Identifying building locations in the wildland–urban interface before and after fires with convolutional neural networks
Background: Wildland–urban interface (WUI) maps identify areas with wildfire risk, but they are often outdated owing to the lack of building data. Convolutional neural networks (CNNs) can extract building locations from remote sensing data, but their accuracy in WUI areas is unknown. Additionally, CNNs are computationally intensive and technically complex, making them challenging for end-users, such as those who use or create WUI maps, to apply.
Aims: We identified buildings pre- and post-wildfire and estimated building destruction for three California wildfires: Camp, Tubbs and Woolsey.
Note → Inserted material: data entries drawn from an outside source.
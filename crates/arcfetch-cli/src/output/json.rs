//! JSON output formatter for machine-readable results.

use super::formatter::JsonOutput;
use super::formatter::OutputFormatter;
use anyhow::Result;
use arcfetch_core::FetchReport;
use serde::Serialize;
use std::io::Write;
use std::io::{self};

pub struct JsonFormatter;

impl JsonFormatter {
    fn output<T: Serialize>(value: &T) -> Result<()> {
        let json = serde_json::to_string_pretty(value)?;
        writeln!(io::stdout(), "{json}")?;
        Ok(())
    }
}

#[derive(Debug, Serialize)]
struct FetchOutput {
    url: String,
    format: String,
    bytes_downloaded: u64,
    content_length: Option<u64>,
    files_extracted: usize,
    directories_created: usize,
    bytes_written: u64,
    entries_skipped: usize,
    duration_ms: u128,
    warnings: Vec<String>,
}

impl From<&FetchReport> for FetchOutput {
    fn from(report: &FetchReport) -> Self {
        Self {
            url: report.url.clone(),
            format: report.format.to_string(),
            bytes_downloaded: report.bytes_downloaded,
            content_length: report.content_length,
            files_extracted: report.extraction.files_extracted,
            directories_created: report.extraction.directories_created,
            bytes_written: report.extraction.bytes_written,
            entries_skipped: report.extraction.entries_skipped,
            duration_ms: report.duration.as_millis(),
            warnings: report.extraction.warnings.clone(),
        }
    }
}

impl OutputFormatter for JsonFormatter {
    fn format_fetch_result(&self, report: &FetchReport) -> Result<()> {
        let output = JsonOutput::success("fetch", FetchOutput::from(report));
        Self::output(&output)
    }

    fn format_error(&self, error: &anyhow::Error) {
        let output = JsonOutput::failure("fetch", format!("{error:#}"));
        let _ = Self::output(&output);
    }

    fn format_warning(&self, message: &str) {
        #[derive(Serialize)]
        struct WarningData {
            message: String,
        }

        let output = JsonOutput::success(
            "warning",
            WarningData {
                message: message.to_string(),
            },
        );
        let _ = Self::output(&output);
    }
}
Methods: We evaluated a CNN-based building dataset and a CNN model from a separate commercial vendor to detect buildings from high-resolution imagery. This dataset and model represent to end-users the state of the art of what is readily available for potential WUI mapping.
Key results: We found moderate accuracies for the building dataset and the CNN model and a severe underestimation of buildings and their destruction rates where trees occluded buildings. The CNN model performed best post-fire with accuracies ≥73%.
Conclusions: Existing CNNs may be used with moderate accuracy for identifying individual buildings post-fire and mapping the extent of the WUI. The implications are, however, that CNNs are too inaccurate for post-fire damage assessments or building counts in the WUI.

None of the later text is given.